Breaking down FDA's New Conflict-of-Interest Proposal
by Matthew Madia, 3/22/2007
In today's New York Times, there appears a story by reporter Gardiner Harris about FDA's new guidance intending to reduce conflicts of interest on agency advisory boards. (Note: The story refers to the proposal as "rules" but it is actually "draft guidance" which, unlike rules/regulations, does not carry the force of law.)
The guidance is a response to an increasing problem at FDA: Scientists determining the public safety of drugs and medical devices often have financial ties to the products or industry on which they are commenting. There are pros and cons to the draft guidance.
The good:
- Most advisors having obvious financial conflicts of interest of more than $50,000 will not be able to serve on committees.
- Most advisors with less significant conflicts of interest will be able to serve but not vote.
- The guidance addresses not just current financial conflicts of interest, but those that have occurred in the past year.
- The guidance is loaded with loopholes, including reserving the right of the FDA commissioner to grant waivers.
- The guidance only addresses financial conflicts of interest, not personal or professional. (This is politics! Relationships and egos are important.)

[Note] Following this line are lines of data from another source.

//! Deployment configuration.
//!
//! Loaded from a TOML file (defaulted per-section with `#[serde(default)]`)
//! then overlaid with `MEMORYROUTER_*` environment variables — the same
//! file-then-env-override layering aigent's `LlmConfig.ollama_base_url` uses.

use serde::{Deserialize, Serialize};
use std::path::Path;

#[derive(Debug, Clone, Serialize, Deserialize)]
#[serde(default)]
pub struct RouterConfig {
    pub server: ServerConfig,
    pub embedder: EmbedderConfig,
    pub kronos: KronosConfig,
    pub billing: BillingConfig,
    pub db: DbConfig,
}

impl Default for RouterConfig {
    fn default() -> Self {
        Self {
            server: ServerConfig::default(),
            embedder: EmbedderConfig::default(),
            kronos: KronosConfig::default(),
            billing: BillingConfig::default(),
            db: DbConfig::default(),
        }
    }
}

#[derive(Debug, Clone, Serialize, Deserialize)]
#[serde(default)]
pub struct ServerConfig {
    pub bind_address: String,
    pub port: u16,
}

impl Default for ServerConfig {
    fn default() -> Self {
        Self {
            bind_address: "127.0.0.1".to_string(),
            port: 8088,
        }
    }
}

#[derive(Debug, Clone, Serialize, Deserialize)]
#[serde(default)]
pub struct EmbedderConfig {
    /// Fixed per-deployment embedding dimension.
    pub dims: usize,
    /// Base URL of the embedding endpoint. Overridden by `MEMORYROUTER_EMBEDDER_ENDPOINT`.
    pub endpoint: String,
    pub model: String,
}

impl Default for EmbedderConfig {
    fn default() -> Self {
        Self {
            dims: 1024,
            endpoint: "http://localhost:11434/api/embeddings".to_string(),
            model: "nomic-embed-text".to_string(),
        }
    }
}

#[derive(Debug, Clone, Copy, Serialize, Deserialize)]
#[serde(default)]
pub struct KronosConfig {
    pub hot_window_hours: i64,
    pub working_window_days: i64,
    pub longterm_window_days: i64,
}

impl Default for KronosConfig {
    fn default() -> Self {
        Self {
            hot_window_hours: 4,
            working_window_days: 3,
            longterm_window_days: 90,
        }
    }
}

#[derive(Debug, Clone, Copy, Serialize, Deserialize)]
#[serde(default)]
pub struct BillingConfig {
    /// Price in hundredths-of-a-cent per token (0.20 USD / 1M tokens).
    pub price_per_token_hundredths_cent: f64,
    pub free_tier_tokens: u64,
    pub default_auto_reup_cents: i64,
}

impl Default for BillingConfig {
    fn default() -> Self {
        Self {
            price_per_token_hundredths_cent: 0.002,
            free_tier_tokens: 50_000_000,
            default_auto_reup_cents: 2_000,
        }
    }
}

#[derive(Debug, Clone, Serialize, Deserialize)]
#[serde(default)]
pub struct DbConfig {
    pub path: String,
}

impl Default for DbConfig {
    fn default() -> Self {
        Self {
            path: "memoryrouter.db".to_string(),
        }
    }
}

impl RouterConfig {
    /// Load from an optional TOML file, then apply `MEMORYROUTER_*` env overrides.
    pub fn load(path: Option<&Path>) -> anyhow::Result<Self> {
        let mut cfg = match path {
            Some(p) if p.exists() => {
                let raw = std::fs::read_to_string(p)?;
                toml::from_str(&raw)?
            }
            _ => RouterConfig::default(),
        };

        if let Ok(v) = std::env::var("MEMORYROUTER_BIND_ADDRESS") {
            cfg.server.bind_address = v;
        }
        if let Ok(v) = std::env::var("MEMORYROUTER_PORT") {
            if let Ok(p) = v.parse() {
                cfg.server.port = p;
            }
        }
        if let Ok(v) = std::env::var("MEMORYROUTER_EMBEDDER_ENDPOINT") {
            cfg.embedder.endpoint = v;
        }
        if let Ok(v) = std::env::var("MEMORYROUTER_DB_PATH") {
            cfg.db.path = v;
        }

        Ok(cfg)
    }
}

- This is guidance, not a regulation. Therefore, it "does not operate to bind FDA or the public."
- An advisor with a significant financial conflict of interest may still be able to serve (but not vote) if "the need for the individual's services outweigh the potential for a conflict of interest." Doesn't a big pile of cash undermine the objectivity of an "expert?" Shouldn't pharmaceutical expertise funded by a pharmaceutical company be considered ill-gotten gains?